### WHAT YOU SHOULD DO
Your output should be the lines of the entries below, exactly, from the first one through the line that holds "use serverlist_config::ConfigError;".
━━━━━━━━
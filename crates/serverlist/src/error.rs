//! CLI error types with miette diagnostics.
//!
//! Maps `CoreError` and `ConfigError` into user-facing errors with
//! actionable help text and a process exit code.

use miette::Diagnostic;
use thiserror::Error;

use serverlist_config::ConfigError;
use serverlist_core::CoreError;

pub mod exit_code {
    pub const GENERAL: i32 = 1;
    pub const USAGE: i32 = 2;
    pub const LIST_FILE: i32 = 3;
    pub const CONNECTION: i32 = 7;
    pub const TIMEOUT: i32 = 8;
}

#[derive(Debug, Error, Diagnostic)]
pub enum CliError {
    // ── List file ────────────────────────────────────────────────────
    #[error("Could not read server list {path}: {reason}")]
    #[diagnostic(
        code(serverlist::list_load),
        help("The file has to hold a JSON array of servers. Move it aside to start a fresh list.")
    )]
    ListLoad { path: String, reason: String },

    #[error("Could not write server list {path}: {reason}")]
    #[diagnostic(
        code(serverlist::list_write),
        help("Check that the list directory exists and is writable, or pass another one with --list-dir.")
    )]
    ListWrite { path: String, reason: String },

    // ── Upstream ─────────────────────────────────────────────────────
    #[error("{source_name} returned no servers after {attempts} attempts")]
    #[diagnostic(
        code(serverlist::exhausted),
        help("The principal may be down. Run again later or with -v to see each failure.")
    )]
    Exhausted { source_name: String, attempts: u32 },

    #[error("Could not resolve {host}")]
    #[diagnostic(code(serverlist::resolution), help("Check DNS and network connectivity."))]
    Resolution { host: String },

    #[error("Connection failed: {reason}")]
    #[diagnostic(code(serverlist::connection_failed))]
    ConnectionFailed { reason: String },

    #[error("Request timed out after {seconds}s")]
    #[diagnostic(code(serverlist::timeout), help("Increase the timeout with --timeout where available."))]
    Timeout { seconds: u64 },

    #[error("Upstream error: {message}")]
    #[diagnostic(code(serverlist::upstream))]
    Upstream { message: String },

    // ── Validation / configuration ───────────────────────────────────
    #[error("Invalid value for {field}: {reason}")]
    #[diagnostic(code(serverlist::validation))]
    Validation { field: String, reason: String },

    #[error("Invalid configuration: {message}")]
    #[diagnostic(
        code(serverlist::config),
        help("Check the config file and SERVERLIST_* environment variables.")
    )]
    Config { message: String },

    #[error("Internal error: {0}")]
    #[diagnostic(code(serverlist::internal))]
    Internal(String),

    #[error(transparent)]
    Io(#[from] std::io::Error),
}

impl CliError {
    /// Map this error to an exit code for process termination.
    pub fn exit_code(&self) -> i32 {
        match self {
            Self::ListLoad { .. } | Self::ListWrite { .. } => exit_code::LIST_FILE,
            Self::Resolution { .. } | Self::ConnectionFailed { .. } => exit_code::CONNECTION,
            Self::Timeout { .. } => exit_code::TIMEOUT,
            Self::Validation { .. } | Self::Config { .. } => exit_code::USAGE,
            Self::Exhausted { .. } | Self::Upstream { .. } | Self::Internal(_) | Self::Io(_) => {
                exit_code::GENERAL
            }
        }
    }
}

// ── CoreError → CliError mapping ─────────────────────────────────────

impl From<CoreError> for CliError {
    fn from(err: CoreError) -> Self {
        match err {
            CoreError::ListLoad { path, reason } => Self::ListLoad { path, reason },
            CoreError::ListWrite { path, reason } => Self::ListWrite { path, reason },
            CoreError::Exhausted { source_name, attempts } => Self::Exhausted { source_name, attempts },
            CoreError::Resolution { host } => Self::Resolution { host },
            CoreError::Timeout { timeout_secs } => Self::Timeout { seconds: timeout_secs },
            CoreError::ConnectionFailed { reason } => Self::ConnectionFailed { reason },
            CoreError::Api { message, .. } => Self::Upstream { message },
            CoreError::Config { message } => Self::Config { message },
            CoreError::Internal(message) => Self::Internal(message),
        }
    }
}

impl From<ConfigError> for CliError {
    fn from(err: ConfigError) -> Self {
        match err {
            ConfigError::Validation { field, reason } => Self::Validation { field, reason },
            other => Self::Config {
                message: other.to_string(),
            },
        }
    }
}

impl From<serverlist_api::Error> for CliError {
    fn from(err: serverlist_api::Error) -> Self {
        CoreError::from(err).into()
    }
}

#[cfg(test)]
mod tests {
    use super::*;

    #[test]
    fn exit_codes_follow_error_kind() {
        let load: CliError = CoreError::ListLoad {
            path: "lists/bf4-servers.json".into(),
            reason: "not an array".into(),
        }
        .into();
        assert_eq!(load.exit_code(), exit_code::LIST_FILE);

        let exhausted: CliError = CoreError::Exhausted {
            source_name: "fesl".into(),
            attempts: 3,
        }
        .into();
        assert_eq!(exhausted.exit_code(), exit_code::GENERAL);

        let dns: CliError = CoreError::Resolution { host: "master.example.com".into() }.into();
        assert_eq!(dns.exit_code(), exit_code::CONNECTION);

        let timeout: CliError = CoreError::Timeout { timeout_secs: 5 }.into();
        assert_eq!(timeout.exit_code(), exit_code::TIMEOUT);

        let config: CliError = CoreError::Config {
            message: "principal is not available".into(),
        }
        .into();
        assert_eq!(config.exit_code(), exit_code::USAGE);
    }
}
━━━━━━━━
### TASK OUTPUT
filename crates/serverlist/src/error.rs
//! CLI error types with miette diagnostics.
//!
//! Maps `CoreError` and `ConfigError` into user-facing errors with
//! actionable help text and a process exit code.

use miette::Diagnostic;
use thiserror::Error;

use serverlist_config::ConfigError;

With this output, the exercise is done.